__Task to carry out__.
Please copy out each line of the entries in which "called" appears.

__Records supplied__.
---+---

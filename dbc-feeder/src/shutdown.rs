//! Cooperative cancellation
//!
//! A `Shutdown` token is a flag plus a wake-up channel. Threads poll
//! `is_triggered()` in their loops, or block on `wait()` / select on
//! `signal()` to wake up as soon as shutdown is requested.

use crossbeam_channel::{Receiver, Sender};
use parking_lot::Mutex;
use std::sync::atomic::{AtomicBool, Ordering};
use std::sync::Arc;
use std::time::Duration;

#[derive(Debug)]
struct Inner {
    triggered: AtomicBool,
    // Dropped on trigger, which disconnects every receiver
    sender: Mutex<Option<Sender<()>>>,
    receiver: Receiver<()>,
}

/// Shared cancellation token
#[derive(Debug, Clone)]
pub struct Shutdown {
    inner: Arc<Inner>,
}

impl Default for Shutdown {
    fn default() -> Self {
        Self::new()
    }
}

impl Shutdown {
    pub fn new() -> Self {
        let (sender, receiver) = crossbeam_channel::bounded(0);
        Self {
            inner: Arc::new(Inner {
                triggered: AtomicBool::new(false),
                sender: Mutex::new(Some(sender)),
                receiver,
            }),
        }
    }

    /// Request shutdown; returns false if it was already requested
    pub fn trigger(&self) -> bool {
        let first = !self.inner.triggered.swap(true, Ordering::SeqCst);
        self.inner.sender.lock().take();
        first
    }

    pub fn is_triggered(&self) -> bool {
        self.inner.triggered.load(Ordering::SeqCst)
    }

    /// Sleep for up to `timeout`; returns true if shutdown was requested
    pub fn wait(&self, timeout: Duration) -> bool {
        if self.is_triggered() {
            return true;
        }
        let _ = self.inner.receiver.recv_timeout(timeout);
        self.is_triggered()
    }

    /// Channel that becomes ready (disconnected) once shutdown is requested
    ///
    /// Meant for `crossbeam_channel::select!`.
    pub fn signal(&self) -> &Receiver<()> {
        &self.inner.receiver
    }
}

#[cfg(test)]
mod tests {
    use super::*;
    use std::time::Instant;

    #[test]
    fn test_trigger_is_idempotent() {
        let shutdown = Shutdown::new();
        assert!(!shutdown.is_triggered());
        assert!(shutdown.trigger());
        assert!(!shutdown.trigger());
        assert!(shutdown.clone().is_triggered());
    }

    #[test]
    fn test_wait_wakes_on_trigger() {
        let shutdown = Shutdown::new();
        let remote = shutdown.clone();

        let start = Instant::now();
        let handle = std::thread::spawn(move || remote.wait(Duration::from_secs(10)));
        std::thread::sleep(Duration::from_millis(50));
        shutdown.trigger();

        assert!(handle.join().unwrap());
        assert!(start.elapsed() < Duration::from_secs(5));
    }

    #[test]
    fn test_wait_times_out() {
        let shutdown = Shutdown::new();
        assert!(!shutdown.wait(Duration::from_millis(10)));
    }
}
//! Signal database
//!
//! Message and signal definitions gathered from every loaded DBC file,
//! looked up by frame id, message name or signal name.

use std::collections::HashMap;

/// One DBC message (`BO_`) with its signals
#[derive(Debug, Clone)]
pub struct MessageDefinition {
    /// Frame id with the DBC extended-frame flag (bit 31) cleared
    pub id: u32,
    pub is_extended: bool,
    pub name: String,
    /// Declared payload length in bytes
    pub size: usize,
    pub sender: Option<String>,
    pub signals: Vec<SignalDefinition>,
    pub is_multiplexed: bool,
    /// Name of the switch signal (`M`), if any
    pub multiplexer_signal: Option<String>,
    /// DBC file the message was read from
    pub source: String,
}

impl MessageDefinition {
    /// Signal of this message called `name`
    pub fn signal(&self, name: &str) -> Option<&SignalDefinition> {
        self.signals.iter().find(|s| s.name == name)
    }

    /// Signals whose layout extends beyond the declared message size
    pub fn oversized_signals(&self) -> Vec<&SignalDefinition> {
        self.signals
            .iter()
            .filter(|s| s.required_bytes() > self.size)
            .collect()
    }
}

/// One DBC signal (`SG_`)
#[derive(Debug, Clone)]
pub struct SignalDefinition {
    pub name: String,
    /// LSB for Intel signals, MSB for Motorola signals
    pub start_bit: u16,
    pub length: u16,
    pub byte_order: ByteOrder,
    pub value_type: ValueType,
    /// `physical = raw * factor + offset`
    pub factor: f64,
    pub offset: f64,
    pub min: f64,
    pub max: f64,
    pub unit: Option<String>,
    /// `VAL_` entries: raw value to label
    pub value_table: Option<HashMap<i64, String>>,
    /// Set for signals that are only present for some multiplexer values
    pub multiplexer_info: Option<MultiplexerInfo>,
}

impl SignalDefinition {
    /// False for `[0|0]`, which DBC files use to mean "no declared range"
    pub fn has_range(&self) -> bool {
        self.min < self.max
    }

    /// Whether `value` lies within the declared physical range, if any
    pub fn in_range(&self, value: f64) -> bool {
        !self.has_range() || (value >= self.min && value <= self.max)
    }

    /// Raw value whose value-table label is `label`
    pub fn raw_for_label(&self, label: &str) -> Option<i64> {
        self.value_table.as_ref().and_then(|table| {
            table
                .iter()
                .find(|(_, description)| description.as_str() == label)
                .map(|(raw, _)| *raw)
        })
    }

    /// Payload bit positions occupied by the signal, MSB first
    ///
    /// Positions use the DBC numbering: bit `n` is bit `n % 8` of byte `n / 8`.
    pub fn bit_layout(&self) -> BitLayout {
        let length = usize::from(self.length);
        let start = usize::from(self.start_bit);
        let msb = match self.byte_order {
            ByteOrder::LittleEndian => (start + length).saturating_sub(1),
            ByteOrder::BigEndian => start,
        };
        BitLayout {
            next: msb,
            remaining: length,
            byte_order: self.byte_order,
        }
    }

    /// Smallest payload length that holds every bit of the signal
    pub fn required_bytes(&self) -> usize {
        self.bit_layout().max().map_or(0, |pos| pos / 8 + 1)
    }
}

/// Iterator over the payload bit positions of one signal
#[derive(Debug, Clone)]
pub struct BitLayout {
    next: usize,
    remaining: usize,
    byte_order: ByteOrder,
}

impl Iterator for BitLayout {
    type Item = usize;

    fn next(&mut self) -> Option<usize> {
        if self.remaining == 0 {
            return None;
        }
        self.remaining -= 1;
        let current = self.next;
        if self.remaining > 0 {
            // Motorola signals continue at bit 7 of the following byte
            self.next = match self.byte_order {
                ByteOrder::BigEndian if current % 8 == 0 => current + 15,
                _ => current - 1,
            };
        }
        Some(current)
    }

    fn size_hint(&self) -> (usize, Option<usize>) {
        (self.remaining, Some(self.remaining))
    }
}

impl ExactSizeIterator for BitLayout {}

#[derive(Debug, Clone, Copy, PartialEq, Eq)]
pub enum ByteOrder {
    /// Intel (`@1`)
    LittleEndian,
    /// Motorola (`@0`)
    BigEndian,
}

#[derive(Debug, Clone, Copy, PartialEq, Eq)]
pub enum ValueType {
    Signed,
    Unsigned,
}

/// Switch signal and switch values under which a signal is present
#[derive(Debug, Clone)]
pub struct MultiplexerInfo {
    pub multiplexer_signal: String,
    pub multiplexer_values: Vec<u64>,
}

/// Every message known to the feeder
#[derive(Debug, Default)]
pub struct SignalDatabase {
    /// Load order is kept; the maps below index into it
    messages: Vec<MessageDefinition>,
    by_id: HashMap<u32, usize>,
    by_name: HashMap<String, usize>,
    /// Signal name to every message carrying a signal of that name
    signal_lookup: HashMap<String, Vec<usize>>,
}

impl SignalDatabase {
    pub fn new() -> Self {
        Self::default()
    }

    /// Register a message
    ///
    /// A message whose ID is already known replaces nothing: the first
    /// definition loaded wins and the duplicate is reported.
    pub fn add_message(&mut self, message: MessageDefinition) {
        if let Some(&existing) = self.by_id.get(&message.id) {
            log::warn!(
                "Ignoring duplicate definition of frame 0x{:X} ({} from {}), keeping {} from {}",
                message.id,
                message.name,
                message.source,
                self.messages[existing].name,
                self.messages[existing].source
            );
            return;
        }

        let idx = self.messages.len();

        for signal in &message.signals {
            self.signal_lookup
                .entry(signal.name.clone())
                .or_default()
                .push(idx);
        }

        self.by_id.insert(message.id, idx);
        self.by_name.insert(message.name.clone(), idx);
        self.messages.push(message);
    }

    /// Message sent with frame id `can_id`
    pub fn get_message(&self, can_id: u32) -> Option<&MessageDefinition> {
        self.by_id.get(&can_id).map(|&idx| &self.messages[idx])
    }

    pub fn get_message_by_name(&self, message_name: &str) -> Option<&MessageDefinition> {
        self.by_name.get(message_name).map(|&idx| &self.messages[idx])
    }

    /// Messages carrying a signal called `signal_name`
    pub fn messages_with_signal(&self, signal_name: &str) -> Vec<&MessageDefinition> {
        self.signal_lookup
            .get(signal_name)
            .map(|indices| indices.iter().map(|&idx| &self.messages[idx]).collect())
            .unwrap_or_default()
    }

    /// First message carrying `signal_name`, with the signal itself
    pub fn find_signal(&self, signal_name: &str) -> Option<(&MessageDefinition, &SignalDefinition)> {
        self.messages_with_signal(signal_name)
            .into_iter()
            .find_map(|msg| msg.signal(signal_name).map(|sig| (msg, sig)))
    }

    /// All messages in load order
    pub fn messages(&self) -> impl Iterator<Item = &MessageDefinition> {
        self.messages.iter()
    }

    /// Message and signal counts
    pub fn stats(&self) -> DatabaseStats {
        DatabaseStats {
            num_messages: self.messages.len(),
            num_signals: self.messages.iter().map(|msg| msg.signals.len()).sum(),
        }
    }

    /// Known frame ids, ascending
    pub fn get_all_can_ids(&self) -> Vec<u32> {
        let mut ids: Vec<u32> = self.by_id.keys().copied().collect();
        ids.sort_unstable();
        ids
    }
}

#[derive(Debug, Clone, Copy, PartialEq, Eq)]
pub struct DatabaseStats {
    pub num_messages: usize,
    pub num_signals: usize,
}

---+---

__Output below__.
    /// Signal of this message called `name`
    /// Messages carrying a signal called `signal_name`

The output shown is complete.